I was playing around recently with the new let chains feature and read several old problems about let chains on GitHub. From this issue I found this code. Which generates the following compilation error:
|
11 | if let n = ()
| - binding `n` declared here
12 | && let _ = B(&n)
| --^^-
| | |
| | borrowed value does not live long enough
| a temporary with access to the borrow is created here ...
13 | {};
| -- ... and the borrow might be used here, when that temporary is dropped and runs the `Drop` code for type `B`
| |
| `n` dropped here while still borrowed
Meanwhile I think I understand the drop order stuff about let chains and also the error in 2021 edition but what I currently don't understand is why the RHS of let _ = B(&n) results in a temporary in the first place according to the compiler error? I would understand when it creates a temporary for let _ = &B(&n) but not for let _ = B(&n).
I don't know why B(&n) is referred to as a temporary in this context, but the destructor on B is problematic, because dropck doesn't understand what a destructor does. By default no reference stored in a type is allowed to dangle at the time the destructor of an instance of said type is executed. You can use the dropck eyepatch to pinky-swear to the compiler that you won't access a potentially dangling reference in the destructor:
#![feature(let_chains)]
#![feature(dropck_eyepatch)]
#![allow(irrefutable_let_patterns)]
struct B<'a>(&'a ());
unsafe impl<#[may_dangle] 'a> std::ops::Drop for B<'a> {
fn drop(&mut self) {}
}
fn f() {
if let n = ()
&& let _ = B(&n)
{};
}
I don't know why B(&n) is referred to as a temporary in the error either (even if you bind it to a variable). Perhaps it's some drop elaboration issue? But I'm not sure how much time I want to pour into exploring that either, unless something analogous can be demonstrated on stable/edition 2024.
However, as to the titular question -- why is a temporary created?

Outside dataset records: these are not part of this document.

//! `tcov` command line: argument parsing and the run driver behind
//! `src/main.rs`.

pub mod logging;

use std::fmt;
use std::path::{Path, PathBuf};

use tcov_engine::{EngineConfig, load_snapshot, render_diagnostics};
use tcov_error::TcovError;
use tracing::info;

pub const EXIT_OK: u8 = 0;
pub const EXIT_WARNINGS: u8 = 1;
pub const EXIT_USAGE: u8 = 2;

#[derive(Debug, Clone, Default, PartialEq, Eq)]
pub struct CliConfig {
    pub snapshot_path: PathBuf,
    pub config_path: Option<PathBuf>,
    pub module_depth: Option<i64>,
    pub output_path: Option<PathBuf>,
    pub db_path: Option<PathBuf>,
    pub strict: bool,
    pub verbose: bool,
    pub log_json: bool,
}

#[derive(Debug, Clone, PartialEq, Eq)]
pub enum Command {
    Run(CliConfig),
    Help,
}

/// A failed run with the process exit code it maps to.
#[derive(Debug, Clone, PartialEq, Eq)]
pub struct Failure {
    pub exit_code: u8,
    pub message: String,
}

impl Failure {
    fn io(message: String) -> Self {
        Self {
            exit_code: 3,
            message,
        }
    }
}

impl From<TcovError> for Failure {
    fn from(error: TcovError) -> Self {
        let message = match error.suggestion() {
            Some(hint) => format!("{error} (hint: {hint})"),
            None => error.to_string(),
        };
        Self {
            exit_code: u8::try_from(error.exit_code()).unwrap_or(EXIT_USAGE),
            message,
        }
    }
}

impl From<tcov_store::StoreError> for Failure {
    fn from(error: tcov_store::StoreError) -> Self {
        Self {
            exit_code: u8::try_from(error.exit_code()).unwrap_or(EXIT_USAGE),
            message: format!("store_write_failed: {error}"),
        }
    }
}

impl fmt::Display for Failure {
    fn fmt(&self, f: &mut fmt::Formatter<'_>) -> fmt::Result {
        f.write_str(&self.message)
    }
}

pub const fn usage() -> &'static str {
    "\
tcov - test suite resolution and coverage report

USAGE:
    tcov --snapshot <PATH> [OPTIONS]

OPTIONS:
    --snapshot <PATH>       Project snapshot JSON produced by the reader (required)
    --config <PATH>         Engine configuration TOML
    --module-depth <N>      Folder segments per module bucket (overrides config)
    --output <PATH>         Write JSON report to path (stdout when omitted)
    --db <PATH>             Persist the run into a SQLite store
    --strict                Exit with 1 when the report carries warnings
    --verbose               Debug-level logging
    --log-json              Log JSON lines to stderr
    -h, --help              Show this help

EXIT CODES:
    0 success, 1 warnings with --strict, 2 configuration or usage error,
    3 input/output failure
"
}

fn take_value<'a>(args: &'a [String], index: &mut usize, flag: &str) -> Result<&'a str, String> {
    *index += 1;
    args.get(*index)
        .map(String::as_str)
        .ok_or_else(|| format!("{flag} requires a value"))
}

pub fn parse_args(args: &[String]) -> Result<Command, String> {
    let mut config = CliConfig::default();
    let mut snapshot_path: Option<PathBuf> = None;

    let mut index = 0;
    while index < args.len() {
        match args[index].as_str() {
            "--snapshot" => {
                snapshot_path = Some(PathBuf::from(take_value(args, &mut index, "--snapshot")?));
            }
            "--config" => {
                config.config_path = Some(PathBuf::from(take_value(args, &mut index, "--config")?));
            }
            "--module-depth" => {
                let raw = take_value(args, &mut index, "--module-depth")?;
                let depth = raw
                    .parse::<i64>()
                    .map_err(|_| format!("--module-depth expects an integer, got '{raw}'"))?;
                config.module_depth = Some(depth);
            }
            "--output" => {
                config.output_path = Some(PathBuf::from(take_value(args, &mut index, "--output")?));
            }
            "--db" => {
                config.db_path = Some(PathBuf::from(take_value(args, &mut index, "--db")?));
            }
            "--strict" => config.strict = true,
            "--verbose" => config.verbose = true,
            "--log-json" => config.log_json = true,
            "-h" | "--help" => return Ok(Command::Help),
            unknown => return Err(format!("unknown option: {unknown}")),
        }
        index += 1;
    }

    config.snapshot_path = snapshot_path.ok_or_else(|| "--snapshot is required".to_owned())?;
    Ok(Command::Run(config))
}

fn load_engine_config(config: &CliConfig) -> Result<EngineConfig, TcovError> {
    let mut engine_config = match &config.config_path {
        Some(path) => EngineConfig::load(path)?,
        None => EngineConfig::default(),
    };
    if let Some(depth) = config.module_depth {
        engine_config.module_depth = depth;
    }
    Ok(engine_config)
}

fn write_report(payload: &str, output_path: Option<&Path>) -> Result<(), Failure> {
    match output_path {
        Some(path) => std::fs::write(path, payload).map_err(|error| {
            Failure::io(format!(
                "report_write_failed path={} error={error}",
                path.display()
            ))
        }),
        None => {
            println!("{payload}");
            Ok(())
        }
    }
}

/// Run one analysis and return the exit code for a completed run.
pub fn run(config: &CliConfig) -> Result<u8, Failure> {
    let engine_config = load_engine_config(config)?;
    let snapshot = load_snapshot(&config.snapshot_path)?;
    let outcome = tcov_engine::run(&snapshot, &engine_config)?;

    let payload = serde_json::to_string_pretty(&outcome.report)
        .map_err(|error| Failure::io(format!("report_serialize_failed: {error}")))?;
    write_report(&payload, config.output_path.as_deref())?;

    if let Some(db_path) = &config.db_path {
        let mut conn = tcov_store::open(db_path)?;
        let summary = tcov_store::write_run(&mut conn, &outcome.corpus, &outcome.links)?;
        info!(
            path = %db_path.display(),
            test_cases = summary.test_cases,
            case_links = summary.case_links,
            "store updated"
        );
    }

    for line in render_diagnostics(&outcome.report) {
        eprintln!("WARN {line}");
    }
    if config.strict && outcome.report.has_warnings() {
        return Ok(EXIT_WARNINGS);
    }
    Ok(EXIT_OK)
}

#[cfg(test)]
mod tests {
    use super::*;

    fn args(values: &[&str]) -> Vec<String> {
        values.iter().map(|value| (*value).to_owned()).collect()
    }

    #[test]
    fn parses_full_flag_set() {
        let command = parse_args(&args(&[
            "--snapshot",
            "snap.json",
            "--config",
            "tcov.toml",
            "--module-depth",
            "3",
            "--output",
            "report.json",
            "--db",
            "tcov.sqlite",
            "--strict",
            "--verbose",
            "--log-json",
        ]))
        .expect("parse args");

        let Command::Run(config) = command else {
            panic!("expected run command");
        };
        assert_eq!(config.snapshot_path, PathBuf::from("snap.json"));
        assert_eq!(config.config_path, Some(PathBuf::from("tcov.toml")));
        assert_eq!(config.module_depth, Some(3));
        assert_eq!(config.output_path, Some(PathBuf::from("report.json")));
        assert_eq!(config.db_path, Some(PathBuf::from("tcov.sqlite")));
        assert!(config.strict && config.verbose && config.log_json);
    }

    #[test]
    fn help_skips_remaining_arguments() {
        assert_eq!(parse_args(&args(&["-h"])), Ok(Command::Help), "case=short");
        assert_eq!(
            parse_args(&args(&["--help", "--bogus-later"])),
            Ok(Command::Help),
            "case=unknown_after_help"
        );
        assert_eq!(
            parse_args(&args(&["--module-depth", "2", "-h"])),
            Ok(Command::Help),
            "case=help_without_snapshot"
        );
    }

    #[test]
    fn arguments_before_help_are_still_validated() {
        assert_eq!(
            parse_args(&args(&["--bogus-earlier", "-h"])).expect_err("unknown first"),
            "unknown option: --bogus-earlier"
        );
    }

    #[test]
    fn usage_errors_are_reported() {
        let cases = [
            (vec![], "--snapshot is required"),
            (vec!["--snapshot"], "--snapshot requires a value"),
            (
                vec!["--snapshot", "s.json", "--module-depth", "two"],
                "--module-depth expects an integer, got 'two'",
            ),
        ];
        for (input, expected) in cases {
            let error = parse_args(&args(&input)).expect_err("must fail");
            assert_eq!(error, expected, "case=args {input:?}");
        }
    }

    #[test]
    fn negative_depth_parses_and_fails_validation_later() {
        let Command::Run(config) =
            parse_args(&args(&["--snapshot", "s.json", "--module-depth", "-1"])).expect("parse")
        else {
            panic!("expected run command");
        };
        let error = load_engine_config(&config)
            .expect("config loads")
            .validate()
            .expect_err("depth -1 is invalid");
        assert_eq!(Failure::from(error).exit_code, EXIT_USAGE);
    }

    #[test]
    fn tcov_errors_map_to_exit_codes() {
        let io = Failure::from(TcovError::Io(std::io::Error::other("disk gone")));
        assert_eq!(io.exit_code, 3);
        let config = Failure::from(TcovError::InvalidModuleDepth { depth: 0 });
        assert_eq!(config.exit_code, 2);
        assert!(config.message.contains("hint:"));
    }
}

Well, what is a temporary? It's a value not associated with a variable or other pre-existing place (like a derefence of a Box<_>). They have drop scopes, similar to how variables do. Otherwise their destructors would not get ran.
So these create temporaries:
String::from("hi");
// ^^^^^^^^^^^^^^^^^^ a temporary
// Same thing since `_` doesn't bind
let _ = String::from("hi");
// ^^^^^^^^^^^^^^^^^^ a temporary
The String is deallocated when the temporary drops.
And actually this does too:
let x = String::from("hi");
// ^^^^^^^^^^^^^^^^^^ a temporary
The temporary just gets immediately moved into x instead.
And similarly with B(&n) (though again I can't give a satisfactory explanation for that exact error).
Thanks for your answers! Okay, that's reassuring, because I was starting to think I might have misunderstood something fundamental here. Perhaps the problem is simply that the compiler's explanation is unfortunate or something...